Speaking of treats, if you are out Trick or Treating during "Trunk-or-Treat" on Sunday afternoon, 2-4 p.m., or on Halloween itself, Monday, October 31, before dark, please come by the rectory. I expect to be at the rectory's split front door. The ECW graciously supplied a whole bunch of candy. If you'd like to help give it away; I'd welcome your company.
All Hallows' Eve signals the beginning of our All Saints' observances. We will remember the saints in light as part of our celebrations on All Saints' Sunday, November 6. That will be preceded by our Recollection of the Faithful Departed on Thursday, November 3 at 5:30 p.m. This is an opportunity to gather in the sacred space of the church chancel to share memories of those who have died -- especially those who died within the past year, along with prayers, holy silence, and for a blessing.
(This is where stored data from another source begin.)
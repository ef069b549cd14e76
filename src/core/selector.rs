// latestlog - core/selector.rs
//
// Selection of the most recently modified log file.
//
// Ordering is by modification time, newest first. Equal times fall back to
// ascending path order, so the result never depends on directory listing
// order.

use crate::core::model::{LatestLog, ModificationRecord};
use crate::util::error::DiscoveryError;
use std::cmp::Ordering;

/// Newest-first ordering with the smaller path winning ties.
fn newest_first(a: &LatestLog, b: &LatestLog) -> Ordering {
    b.modified
        .cmp(&a.modified)
        .then_with(|| a.path.cmp(&b.path))
}

/// Pick the entry with the latest modification time.
///
/// `pattern` is only used to name the search in the `NoLogFilesFound`
/// error when `record` is empty.
pub fn select_latest(
    record: &ModificationRecord,
    pattern: &str,
) -> Result<LatestLog, DiscoveryError> {
    let latest = record
        .iter()
        .map(|(path, modified)| LatestLog::new(path.clone(), *modified))
        .min_by(newest_first)
        .ok_or_else(|| DiscoveryError::NoLogFilesFound {
            pattern: pattern.to_string(),
        })?;

    tracing::debug!(
        path = %latest.path.display(),
        modified = %latest.modified,
        candidates = record.len(),
        "Latest log file selected"
    );
    Ok(latest)
}

/// Every entry of `record`, newest first.
///
/// Fails with `NoLogFilesFound` on an empty record, like [`select_latest`].
pub fn rank_newest_first(
    record: &ModificationRecord,
    pattern: &str,
) -> Result<Vec<LatestLog>, DiscoveryError> {
    if record.is_empty() {
        return Err(DiscoveryError::NoLogFilesFound {
            pattern: pattern.to_string(),
        });
    }
    let mut ranked: Vec<LatestLog> = record
        .iter()
        .map(|(path, modified)| LatestLog::new(path.clone(), *modified))
        .collect();
    ranked.sort_by(newest_first);
    Ok(ranked)
}

#[cfg(test)]
mod tests {
    use super::*;
    use chrono::{TimeZone, Utc};
    use std::path::PathBuf;

    fn record(entries: &[(&str, i64)]) -> ModificationRecord {
        entries
            .iter()
            .map(|(p, secs)| (PathBuf::from(p), Utc.timestamp_opt(*secs, 0).unwrap()))
            .collect()
    }

    #[test]
    fn test_single_file() {
        let latest = select_latest(&record(&[("a.log", 100)]), "*.log").unwrap();
        assert_eq!(latest.path, PathBuf::from("a.log"));
        assert_eq!(latest.modified.timestamp(), 100);
    }

    #[test]
    fn test_picks_latest_time_not_largest_path() {
        let r = record(&[("a.log", 100), ("b.log", 200), ("c.log", 150)]);
        let latest = select_latest(&r, "*.log").unwrap();
        assert_eq!(latest.path, PathBuf::from("b.log"));
        assert_eq!(latest.modified.timestamp(), 200);
    }

    #[test]
    fn test_tie_picks_smallest_path() {
        let r = record(&[("z.log", 300), ("m.log", 300), ("a.log", 100)]);
        for _ in 0..5 {
            let latest = select_latest(&r, "*.log").unwrap();
            assert_eq!(latest.path, PathBuf::from("m.log"));
        }
    }

    #[test]
    fn test_empty_record_is_no_log_files_found() {
        let result = select_latest(&ModificationRecord::new(), "/logs/*.log");
        match result {
            Err(DiscoveryError::NoLogFilesFound { pattern }) => {
                assert_eq!(pattern, "/logs/*.log")
            }
            other => panic!("expected NoLogFilesFound, got {other:?}"),
        }
    }

    #[test]
    fn test_rank_orders_newest_first() {
        let r = record(&[("a.log", 100), ("b.log", 200), ("c.log", 150), ("d.log", 200)]);
        let ranked = rank_newest_first(&r, "*.log").unwrap();
        let names: Vec<_> = ranked
            .iter()
            .map(|l| l.path.to_str().unwrap().to_string())
            .collect();
        assert_eq!(names, vec!["b.log", "d.log", "c.log", "a.log"]);
    }

    #[test]
    fn test_rank_empty_is_error() {
        assert!(matches!(
            rank_newest_first(&ModificationRecord::new(), "*.log"),
            Err(DiscoveryError::NoLogFilesFound { .. })
        ));
    }
}
// latestlog - core/report.rs
//
// Text and JSON rendering of selected log files.
// Core layer: writes to any Write trait object.

use crate::core::model::LatestLog;
use crate::util::error::ReportError;
use chrono::SecondsFormat;
use serde::Serialize;
use std::fmt;
use std::io::Write;
use std::str::FromStr;

/// How reports are written to stdout.
#[derive(Debug, Clone, Copy, PartialEq, Eq, Default)]
pub enum OutputFormat {
    /// `<path>\t<RFC 3339 timestamp>`, one line per file.
    #[default]
    Text,
    /// JSON object (single file) or array (listing).
    Json,
}

impl FromStr for OutputFormat {
    type Err = String;

    fn from_str(s: &str) -> Result<Self, Self::Err> {
        match s.to_ascii_lowercase().as_str() {
            "text" => Ok(Self::Text),
            "json" => Ok(Self::Json),
            other => Err(format!("unknown output format '{other}' (expected text or json)")),
        }
    }
}

impl fmt::Display for OutputFormat {
    fn fmt(&self, f: &mut fmt::Formatter<'_>) -> fmt::Result {
        match self {
            Self::Text => f.write_str("text"),
            Self::Json => f.write_str("json"),
        }
    }
}

/// Serialised shape of one reported file.
#[derive(Debug, Serialize)]
struct ReportRecord {
    path: String,
    modified: String,
    modified_unix: f64,
}

impl From<&LatestLog> for ReportRecord {
    fn from(log: &LatestLog) -> Self {
        Self {
            path: log.path.display().to_string(),
            modified: format_timestamp(log),
            modified_unix: log.modified_unix(),
        }
    }
}

fn format_timestamp(log: &LatestLog) -> String {
    log.modified.to_rfc3339_opts(SecondsFormat::Secs, true)
}

fn text_line(log: &LatestLog) -> String {
    format!("{}\t{}", log.path.display(), format_timestamp(log))
}

/// Write the single selected file.
pub fn write_latest<W: Write>(
    log: &LatestLog,
    format: OutputFormat,
    mut writer: W,
) -> Result<(), ReportError> {
    match format {
        OutputFormat::Text => writeln!(writer, "{}", text_line(log)).map_err(ReportError::Io)?,
        OutputFormat::Json => {
            serde_json::to_writer(&mut writer, &ReportRecord::from(log))
                .map_err(ReportError::Json)?;
            writeln!(writer).map_err(ReportError::Io)?;
        }
    }
    writer.flush().map_err(ReportError::Io)
}

/// Write every file in `logs`, in the order given.
pub fn write_listing<W: Write>(
    logs: &[LatestLog],
    format: OutputFormat,
    mut writer: W,
) -> Result<(), ReportError> {
    match format {
        OutputFormat::Text => {
            for log in logs {
                writeln!(writer, "{}", text_line(log)).map_err(ReportError::Io)?;
            }
        }
        OutputFormat::Json => {
            let records: Vec<ReportRecord> = logs.iter().map(ReportRecord::from).collect();
            serde_json::to_writer(&mut writer, &records).map_err(ReportError::Json)?;
            writeln!(writer).map_err(ReportError::Io)?;
        }
    }
    writer.flush().map_err(ReportError::Io)
}

#[cfg(test)]
mod tests {
    use super::*;
    use chrono::{TimeZone, Utc};
    use std::path::PathBuf;

    fn sample(path: &str, secs: i64) -> LatestLog {
        LatestLog::new(PathBuf::from(path), Utc.timestamp_opt(secs, 0).unwrap())
    }

    #[test]
    fn test_text_line() {
        let mut out = Vec::new();
        write_latest(&sample("/logs/b.log", 200), OutputFormat::Text, &mut out).unwrap();
        assert_eq!(
            String::from_utf8(out).unwrap(),
            "/logs/b.log\t1970-01-01T00:03:20Z\n"
        );
    }

    #[test]
    fn test_json_object() {
        let mut out = Vec::new();
        write_latest(&sample("/logs/b.log", 200), OutputFormat::Json, &mut out).unwrap();
        let value: serde_json::Value = serde_json::from_slice(&out).unwrap();
        assert_eq!(value["path"], "/logs/b.log");
        assert_eq!(value["modified"], "1970-01-01T00:03:20Z");
        assert_eq!(value["modified_unix"].as_f64(), Some(200.0));
    }

    #[test]
    fn test_listing_text_keeps_order() {
        let logs = vec![sample("/logs/b.log", 200), sample("/logs/a.log", 100)];
        let mut out = Vec::new();
        write_listing(&logs, OutputFormat::Text, &mut out).unwrap();
        let text = String::from_utf8(out).unwrap();
        let lines: Vec<_> = text.lines().collect();
        assert_eq!(lines.len(), 2);
        assert!(lines[0].starts_with("/logs/b.log\t"));
        assert!(lines[1].starts_with("/logs/a.log\t"));
    }

    #[test]
    fn test_listing_json_array() {
        let logs = vec![sample("/logs/b.log", 200), sample("/logs/a.log", 100)];
        let mut out = Vec::new();
        write_listing(&logs, OutputFormat::Json, &mut out).unwrap();
        let value: serde_json::Value = serde_json::from_slice(&out).unwrap();
        let array = value.as_array().expect("array");
        assert_eq!(array.len(), 2);
        assert_eq!(array[1]["path"], "/logs/a.log");
    }

    #[test]
    fn test_format_parsing() {
        assert_eq!("json".parse::<OutputFormat>(), Ok(OutputFormat::Json));
        assert_eq!("TEXT".parse::<OutputFormat>(), Ok(OutputFormat::Text));
        assert!("yaml".parse::<OutputFormat>().is_err());
    }
}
As the General Election draws near, I commend to you a brief talk by our Presiding Bishop, +Michael Curry.. Based on Paul's teaching in Romans, he encourages us to vote, and be guided in our voting by the Christian principle, "Does this look like love of neighbor?" You can watch the video by clicking here.
Our own Connecticut Bishops, +Ian Douglas and +Laura Ahrens, have also issued a letter giving thanks for those whose struggles secured and maintain our electoral freedom, plainly describing as "sinful" the incivility and rancor of this campaign season, and calling us to fulfill our duties as citizens. In their letter they join the Bishops of Massachusetts in inviting us to a prayerful vigil for the integrity and safety of the election and for a peaceful transition following it. You can read their letter here. In response, I will offer brief services of Morning Prayer, Noonday Prayer and Evening Prayer on Monday, November 7, at 9:30 a.m., Noon:30, and 5:30 p.m., respectively; on election day November 8, we will have our mostly silent time of Meditation & Prayer at 9:30 a.m. as usual, then Noonday and Evening Prayers as on Monday. Please feel free to join in these services in the church.
Whether in church or at home, I continue to recommend Forward Movement's Prayer Book-derived resource, "A Season of Prayer: For an Election."
In faith and hope,
p.s. Finally, here's the alert: Some of you have received a message from our firstname.lastname@example.org address asking you to download and open a file. Don't do it! That address is connected to our website which is hosted by Weebly. Weebly's security was breached last week. Our passwords have been changed.
Last Sunday's Gospel reading began with Luke telling us that Jesus wanted his followers to persevere in prayer. During the sermon we met a Pastor Wayland who did not think it proper to ask "special favors" of God. ("A Question of Rain" by William Hoffman.) So, he at first resisted the urging of his congregation for a "A Special Day of Prayer for Rain." In addition to prayers of adoration and praise, our Prayer Book is full of prayers of petition and intercession; Prayers that Pastor Wayland might have considered "special favors" for what we and our neighbors need!
Indeed, the Prayer Book has a whole section of "Prayers & Thanksgivings," pp. 810-841. The prayers here are grouped by their focus: ".. for the World, .. for the Church, ... for National Life, .. for the Social Order, ... for the Natural Order, ... for Family and Personal Life," and then Thanksgivings for these same topics. In each of these sections, there are also references regarding where other related prayers can be found in the Prayer Book -- such as Prayers for Healing, pp. 458-461. In my experience, these prayers have been very helpful; they helped me both express my needs, and to step back from my neediness to see my situation, and my neighbors', as the Bible teaches us that God sees them.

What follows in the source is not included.